Writing Prompts That Don't Suck

Use all of this stuff in your story:

a high-powered CEO who is hiding his identity as a vampire, a grungy ’50s-themed diner, a bottle filled with blue liquid


Write about a meeting in a corporate office that goes horribly, horribly wrong. Be sure to include something supernatural or really weird.


Use all of these nouns in your story:

an unlabeled can of soup, a cigarette pack filled with M&M’s, an unrequited crush


Hey, this thing still works! How about a writing prompt? Use these things in your story.

a snake-oil salesman, a backyard cookout, a malfunctioning vacuum cleaner

Also found out we were mentioned here (thanks to Chrissie for the heads up!). So if you found us there, welcome! Sometimes I only get to update this thing sporadically because I get busy with band stuff.

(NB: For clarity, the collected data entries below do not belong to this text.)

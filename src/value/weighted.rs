use crate::error::Error;
use crate::value::{Output, Value, ValueRef};
use rand::rngs::StdRng;
use rand::{Rng, SeedableRng};
use std::cell::RefCell;

/// Each pair is `(child, weight > 0)`; selection is proportional to weight
/// via prefix-sum + uniform draw + binary search.
pub struct Weighted {
    children: Vec<ValueRef>,
    prefix_sums: Vec<f64>,
    total: f64,
    rng: RefCell<StdRng>,
    current: RefCell<Output>,
}

impl Weighted {
    pub fn new(name: &str, pairs: Vec<(ValueRef, f64)>, seed: u64) -> Result<Self, Error> {
        if pairs.is_empty() {
            return Err(Error::Arity {
                name: name.to_string(),
                message: "weighted([...]) requires at least one alternative".to_string(),
            });
        }
        let mut children = Vec::with_capacity(pairs.len());
        let mut prefix_sums = Vec::with_capacity(pairs.len());
        let mut running = 0.0;
        for (child, weight) in pairs {
            if weight < 0.0 {
                return Err(Error::InvalidRange {
                    name: name.to_string(),
                    message: format!("weight ({weight}) must be >= 0"),
                });
            }
            running += weight;
            children.push(child);
            prefix_sums.push(running);
        }
        if running <= 0.0 {
            return Err(Error::InvalidRange {
                name: name.to_string(),
                message: "sum of weights must be > 0".to_string(),
            });
        }
        Ok(Self {
            children,
            prefix_sums,
            total: running,
            rng: RefCell::new(StdRng::seed_from_u64(seed)),
            current: RefCell::new(Output::Null),
        })
    }

    fn pick_index(&self) -> usize {
        let draw: f64 = self.rng.borrow_mut().gen_range(0.0..self.total);
        // First prefix sum strictly greater than the draw; skips zero-weight
        // runs regardless of where the draw lands among ties.
        self.prefix_sums.partition_point(|&sum| sum <= draw)
    }
}

impl Value for Weighted {
    fn current(&self) -> Output {
        self.current.borrow().clone()
    }

    fn next(&self) -> Result<Output, Error> {
        let index = self.pick_index();
        let out = self.children[index].next()?;
        *self.current.borrow_mut() = out.clone();
        Ok(out)
    }

    fn reset(&self) {
        for child in &self.children {
            child.reset();
        }
        *self.current.borrow_mut() = Output::Null;
    }
}

#[cfg(test)]
mod tests {
    use super::*;
    use crate::value::PrimitiveValue;
    use std::rc::Rc;

    #[test]
    fn zero_weight_dominates_nothing() {
        let pairs: Vec<(ValueRef, f64)> = vec![
            (Rc::new(PrimitiveValue::new(Output::Long(1))), 0.0001),
            (Rc::new(PrimitiveValue::new(Output::Long(2))), 1.0),
        ];
        let w = Weighted::new("w", pairs, 9).unwrap();
        let mut twos = 0;
        for _ in 0..200 {
            if let Output::Long(2) = w.next().unwrap() {
                twos += 1;
            }
        }
        assert!(twos > 180, "expected heavy skew toward weight 1.0, got {twos}/200");
    }

    #[test]
    fn rejects_all_zero_weights() {
        let pairs: Vec<(ValueRef, f64)> = vec![(Rc::new(PrimitiveValue::new(Output::Long(1))), 0.0)];
        assert!(Weighted::new("w", pairs, 1).is_err());
    }

    #[test]
    fn zero_weight_child_never_selected() {
        let pairs: Vec<(ValueRef, f64)> = vec![
            (Rc::new(PrimitiveValue::new(Output::Long(1))), 0.0),
            (Rc::new(PrimitiveValue::new(Output::Long(2))), 1.0),
        ];
        let w = Weighted::new("w", pairs, 3).unwrap();
        for _ in 0..50 {
            assert_eq!(w.next().unwrap(), Output::Long(2));
        }
    }
}
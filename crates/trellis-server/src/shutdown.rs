//! Graceful shutdown.
//!
//! [`ShutdownSignal`] wraps the server's base cancellation token. The same
//! token is the parent of every request token, so triggering shutdown
//! also reaches in-flight requests and their sub-tasks.
//!
//! [`ConnectionTracker`] counts open connections so the server can drain
//! them before returning.

use std::sync::atomic::{AtomicUsize, Ordering};
use std::sync::Arc;

use tokio::sync::Notify;
use tokio_util::sync::CancellationToken;

/// A clonable shutdown trigger backed by a cancellation token.
///
/// # Example
///
/// ```rust
/// use trellis_server::ShutdownSignal;
///
/// let shutdown = ShutdownSignal::new();
/// let observer = shutdown.clone();
///
/// shutdown.trigger();
/// assert!(observer.is_shutdown());
/// ```
#[derive(Debug, Clone, Default)]
pub struct ShutdownSignal {
    token: CancellationToken,
}

impl ShutdownSignal {
    /// Creates an untriggered signal.
    #[must_use]
    pub fn new() -> Self {
        Self::default()
    }

    /// Wraps an existing token; cancelling it triggers shutdown.
    #[must_use]
    pub fn from_token(token: CancellationToken) -> Self {
        Self { token }
    }

    /// Returns the underlying token.
    #[must_use]
    pub fn token(&self) -> &CancellationToken {
        &self.token
    }

    /// Triggers shutdown. Idempotent.
    pub fn trigger(&self) {
        self.token.cancel();
    }

    /// Returns true once shutdown was triggered.
    #[must_use]
    pub fn is_shutdown(&self) -> bool {
        self.token.is_cancelled()
    }

    /// Completes once shutdown is triggered.
    pub async fn recv(&self) {
        self.token.cancelled().await;
    }

    /// Returns a signal that also triggers on SIGINT, SIGTERM or SIGQUIT
    /// (Ctrl+C elsewhere).
    ///
    /// Must be called inside a tokio runtime.
    #[must_use]
    pub fn with_os_signals(token: CancellationToken) -> Self {
        let signal = Self::from_token(token);
        let trigger = signal.clone();

        tokio::spawn(async move {
            tokio::select! {
                received = wait_for_os_signal() => match received {
                    Ok(name) => {
                        tracing::info!(signal = name, "received signal, shutting down gracefully");
                    }
                    Err(e) => tracing::error!(error = %e, "failed to listen for OS signals"),
                },
                () = trigger.recv() => return,
            }
            trigger.trigger();
        });

        signal
    }
}

#[cfg(unix)]
async fn wait_for_os_signal() -> std::io::Result<&'static str> {
    use tokio::signal::unix::{signal, SignalKind};

    let mut sigterm = signal(SignalKind::terminate())?;
    let mut sigint = signal(SignalKind::interrupt())?;
    let mut sigquit = signal(SignalKind::quit())?;

    let name = tokio::select! {
        _ = sigterm.recv() => "SIGTERM",
        _ = sigint.recv() => "SIGINT",
        _ = sigquit.recv() => "SIGQUIT",
    };
    Ok(name)
}

#[cfg(not(unix))]
async fn wait_for_os_signal() -> std::io::Result<&'static str> {
    tokio::signal::ctrl_c().await?;
    Ok("ctrl-c")
}

/// Counts open connections.
///
/// # Example
///
/// ```rust
/// use trellis_server::shutdown::ConnectionTracker;
///
/// let tracker = ConnectionTracker::new();
/// let guard = tracker.acquire();
/// assert_eq!(tracker.active_connections(), 1);
///
/// drop(guard);
/// assert_eq!(tracker.active_connections(), 0);
/// ```
#[derive(Debug, Clone, Default)]
pub struct ConnectionTracker {
    active: Arc<AtomicUsize>,
    notify: Arc<Notify>,
}

impl ConnectionTracker {
    /// Creates a tracker with no connections.
    #[must_use]
    pub fn new() -> Self {
        Self::default()
    }

    /// Registers a connection until the returned guard is dropped.
    #[must_use]
    pub fn acquire(&self) -> ConnectionGuard {
        self.active.fetch_add(1, Ordering::SeqCst);
        ConnectionGuard {
            active: Arc::clone(&self.active),
            notify: Arc::clone(&self.notify),
        }
    }

    /// Returns the number of open connections.
    #[must_use]
    pub fn active_connections(&self) -> usize {
        self.active.load(Ordering::SeqCst)
    }

    /// Completes once every connection is closed.
    pub async fn wait_idle(&self) {
        loop {
            let notified = self.notify.notified();
            if self.active.load(Ordering::SeqCst) == 0 {
                return;
            }
            notified.await;
        }
    }
}

/// An open connection; dropping it releases the slot.
#[derive(Debug)]
pub struct ConnectionGuard {
    active: Arc<AtomicUsize>,
    notify: Arc<Notify>,
}

impl Drop for ConnectionGuard {
    fn drop(&mut self) {
        if self.active.fetch_sub(1, Ordering::SeqCst) == 1 {
            self.notify.notify_waiters();
        }
    }
}

#[cfg(test)]
mod tests {
    use super::*;
    use std::time::Duration;

    #[test]
    fn test_trigger_idempotent() {
        let signal = ShutdownSignal::new();
        signal.trigger();
        signal.trigger();
        assert!(signal.is_shutdown());
    }

    #[test]
    fn test_from_token_shares_state() {
        let token = CancellationToken::new();
        let signal = ShutdownSignal::from_token(token.clone());
        let child = signal.token().child_token();

        token.cancel();
        assert!(signal.is_shutdown());
        assert!(child.is_cancelled());
    }

    #[tokio::test]
    async fn test_recv_completes_when_triggered() {
        let signal = ShutdownSignal::new();
        let trigger = signal.clone();

        tokio::spawn(async move {
            tokio::time::sleep(Duration::from_millis(10)).await;
            trigger.trigger();
        });

        tokio::time::timeout(Duration::from_secs(1), signal.recv())
            .await
            .expect("recv should complete");
    }

    #[tokio::test]
    async fn test_with_os_signals_honors_manual_trigger() {
        let signal = ShutdownSignal::with_os_signals(CancellationToken::new());
        assert!(!signal.is_shutdown());

        signal.trigger();
        tokio::time::timeout(Duration::from_millis(100), signal.recv())
            .await
            .expect("recv should complete");
    }

    #[test]
    fn test_tracker_counts() {
        let tracker = ConnectionTracker::new();
        let a = tracker.acquire();
        let b = tracker.acquire();
        assert_eq!(tracker.active_connections(), 2);

        drop(a);
        assert_eq!(tracker.active_connections(), 1);
        drop(b);
        assert_eq!(tracker.active_connections(), 0);
    }

    #[tokio::test]
    async fn test_wait_idle_immediate() {
        let tracker = ConnectionTracker::new();
        tokio::time::timeout(Duration::from_millis(10), tracker.wait_idle())
            .await
            .expect("no connections to wait for");
    }

    #[tokio::test]
    async fn test_wait_idle_after_last_guard() {
        let tracker = ConnectionTracker::new();
        let guard = tracker.acquire();

        let waiter = {
            let tracker = tracker.clone();
            tokio::spawn(async move { tracker.wait_idle().await })
        };
        tokio::spawn(async move {
            tokio::time::sleep(Duration::from_millis(10)).await;
            drop(guard);
        });

        tokio::time::timeout(Duration::from_secs(1), waiter)
            .await
            .expect("wait should complete")
            .expect("task should not panic");
    }
}
//! # Trellis Core
//!
//! The request-dispatch pipeline of Trellis:
//!
//! - [`Dispatcher`] - resolves `(method, path)` through the segment trie,
//!   then the regex fallback table, and runs the matched chain
//! - [`HandlerChain`] - `init → before → main → after → join → terminal`
//!   with stop, abort and skip-main short-circuits
//! - [`RequestContext`] - per-request parameters, scratch values, flags,
//!   cancellation, fork-join [`TaskGroup`] and [`Logger`](trellis_telemetry::Logger)
//! - [`RouteGroup`] - stamps shared before/after/terminal handlers onto every
//!   route registered through it
//!
//! # Example
//!
//! ```rust
//! use std::sync::Arc;
//! use trellis_core::{Dispatcher, FnMain};
//!
//! let dispatcher = Dispatcher::new();
//! dispatcher.group().get(
//!     "/users/:id",
//!     Arc::new(FnMain::new("user", |ctx| {
//!         let id = ctx.param("id").unwrap_or_default().to_string();
//!         ctx.write_str(&id);
//!         Ok(())
//!     })),
//! );
//! assert_eq!(dispatcher.route_count(), 1);
//! ```

#![doc(html_root_url = "https://docs.rs/trellis-core/0.1.0")]
#![warn(missing_docs)]
#![forbid(unsafe_code)]

mod chain;
mod context;
pub mod cookie;
mod dispatcher;
mod error;
mod group;
mod handler;
mod tasks;

pub use chain::HandlerChain;
pub use context::{RequestContext, RequestContextBuilder, RequestId};
pub use cookie::{Cookies, SameSite, SetCookie};
pub use dispatcher::{Dispatcher, Gatekeeper, InitHook};
pub use error::{Error, Result};
pub use group::RouteGroup;
pub use handler::{BoxFuture, FnHandler, FnMain, FnTerminal, Handler, MainHandler, TerminalHandler};
pub use tasks::TaskGroup;

pub use trellis_router::{Params, RouteMethod};
pub use trellis_telemetry::{Level, Logger};
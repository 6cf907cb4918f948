//! Path parameter storage.
//!
//! [`Params`] is an ordered multi-map: the same name may be pushed several
//! times and every value is kept in traversal order. Lookup clones one
//! accumulator per explored branch, so accumulators are recycled through a
//! [`ParamsPool`] instead of being allocated afresh each time.

use std::sync::Arc;

use parking_lot::Mutex;
use smallvec::SmallVec;

/// Maximum number of parameters stored inline (stack allocated).
const INLINE_PARAMS: usize = 4;

/// Free-list size used by [`ParamsPool::default`].
pub const DEFAULT_POOL_CAPACITY: usize = 256;

/// Extracted path parameters from a route match.
///
/// # Example
///
/// ```rust
/// use trellis_router::Params;
///
/// let mut params = Params::new();
/// params.push("login", "vasya");
/// params.push("login", "petrov");
///
/// assert_eq!(params.get("login"), Some("vasya"));
/// assert_eq!(params.get_all("login"), vec!["vasya", "petrov"]);
/// ```
#[derive(Debug, Clone, PartialEq, Eq, Default)]
pub struct Params {
    /// Storage for parameter (name, value) pairs
    inner: SmallVec<[(String, String); INLINE_PARAMS]>,
}

impl Params {
    /// Creates a new empty parameter set.
    #[must_use]
    pub fn new() -> Self {
        Self::default()
    }

    /// Creates a params set with the given capacity.
    #[must_use]
    pub fn with_capacity(capacity: usize) -> Self {
        Self {
            inner: SmallVec::with_capacity(capacity),
        }
    }

    /// Appends a value. Existing values under the same name are kept.
    pub fn push(&mut self, name: impl Into<String>, value: impl Into<String>) {
        self.inner.push((name.into(), value.into()));
    }

    /// Returns the first value recorded for `name`.
    #[must_use]
    pub fn get(&self, name: &str) -> Option<&str> {
        self.inner
            .iter()
            .find(|(n, _)| n == name)
            .map(|(_, v)| v.as_str())
    }

    /// Returns every value recorded for `name`, in insertion order.
    #[must_use]
    pub fn get_all(&self, name: &str) -> Vec<&str> {
        self.inner
            .iter()
            .filter(|(n, _)| n == name)
            .map(|(_, v)| v.as_str())
            .collect()
    }

    /// Returns the pair at position `index`.
    #[must_use]
    pub fn by_index(&self, index: usize) -> Option<(&str, &str)> {
        self.inner
            .get(index)
            .map(|(n, v)| (n.as_str(), v.as_str()))
    }

    /// Returns true if at least one value is recorded for `name`.
    #[must_use]
    pub fn contains(&self, name: &str) -> bool {
        self.inner.iter().any(|(n, _)| n == name)
    }

    /// Returns true if there are no parameters.
    #[must_use]
    pub fn is_empty(&self) -> bool {
        self.inner.is_empty()
    }

    /// Returns the number of recorded values.
    #[must_use]
    pub fn len(&self) -> usize {
        self.inner.len()
    }

    /// Returns an iterator over the parameters.
    pub fn iter(&self) -> impl Iterator<Item = (&str, &str)> {
        self.inner.iter().map(|(n, v)| (n.as_str(), v.as_str()))
    }

    /// Clears all parameters, retaining allocated capacity.
    pub fn reset(&mut self) {
        self.inner.clear();
    }

    /// Replaces the contents with a copy of `other`.
    pub fn copy_from(&mut self, other: &Params) {
        self.inner.clear();
        self.inner.extend(other.inner.iter().cloned());
    }

    /// Removes every pair whose value is empty.
    pub fn squeeze(&mut self) {
        self.inner.retain(|(_, v)| !v.is_empty());
    }
}

impl<'a> IntoIterator for &'a Params {
    type Item = (&'a str, &'a str);
    type IntoIter = std::iter::Map<
        std::slice::Iter<'a, (String, String)>,
        fn(&'a (String, String)) -> (&'a str, &'a str),
    >;

    fn into_iter(self) -> Self::IntoIter {
        self.inner.iter().map(|(n, v)| (n.as_str(), v.as_str()))
    }
}

impl FromIterator<(String, String)> for Params {
    fn from_iter<I: IntoIterator<Item = (String, String)>>(iter: I) -> Self {
        Self {
            inner: iter.into_iter().collect(),
        }
    }
}

/// Counters exposed by [`ParamsPool::stats`].
#[derive(Debug, Clone, Copy, PartialEq, Eq, Default)]
pub struct PoolStats {
    /// Accumulators handed out and not yet released.
    pub outstanding: usize,
    /// Accumulators currently parked in the free list.
    pub idle: usize,
    /// Total number of `acquire` calls.
    pub acquired: u64,
}

#[derive(Debug)]
struct PoolInner {
    free: Vec<Params>,
    capacity: usize,
    stats: PoolStats,
}

/// A bounded free list of [`Params`] shared between clones.
///
/// # Example
///
/// ```rust
/// use trellis_router::ParamsPool;
///
/// let pool = ParamsPool::new(8);
/// let mut params = pool.acquire();
/// params.push("id", "1");
/// pool.release(params);
///
/// assert!(pool.acquire().is_empty());
/// ```
#[derive(Debug, Clone)]
pub struct ParamsPool {
    inner: Arc<Mutex<PoolInner>>,
}

impl Default for ParamsPool {
    fn default() -> Self {
        Self::new(DEFAULT_POOL_CAPACITY)
    }
}

impl ParamsPool {
    /// Creates a pool that keeps at most `capacity` idle accumulators.
    #[must_use]
    pub fn new(capacity: usize) -> Self {
        Self {
            inner: Arc::new(Mutex::new(PoolInner {
                free: Vec::with_capacity(capacity.min(DEFAULT_POOL_CAPACITY)),
                capacity,
                stats: PoolStats::default(),
            })),
        }
    }

    /// Takes an empty accumulator from the pool.
    pub fn acquire(&self) -> Params {
        let mut inner = self.inner.lock();
        inner.stats.outstanding += 1;
        inner.stats.acquired += 1;
        let params = inner.free.pop().unwrap_or_default();
        inner.stats.idle = inner.free.len();
        params
    }

    /// Returns an accumulator to the pool.
    pub fn release(&self, mut params: Params) {
        params.reset();
        let mut inner = self.inner.lock();
        inner.stats.outstanding = inner.stats.outstanding.saturating_sub(1);
        if inner.free.len() < inner.capacity {
            inner.free.push(params);
        }
        inner.stats.idle = inner.free.len();
    }

    /// Returns a snapshot of the pool counters.
    #[must_use]
    pub fn stats(&self) -> PoolStats {
        self.inner.lock().stats
    }
}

Use this line of dialogue in your story.

"I don’t want to fail just because other people have terrible taste."


Start your story with this sentence:

Every morning I wake up in the armpit of this alien world.


All of this stuff. Use it in your story.

Genre: tragicomedy
Person: a psychic pizza-delivery woman
Problem: There’s a funeral, but the casket is empty.


Use all of these brilliant words in your wondrous story:

jigger, lampoon, cavalcade, amalgamate, tableau, phosphorescence, paraphernalia


Write a story with these three things in it.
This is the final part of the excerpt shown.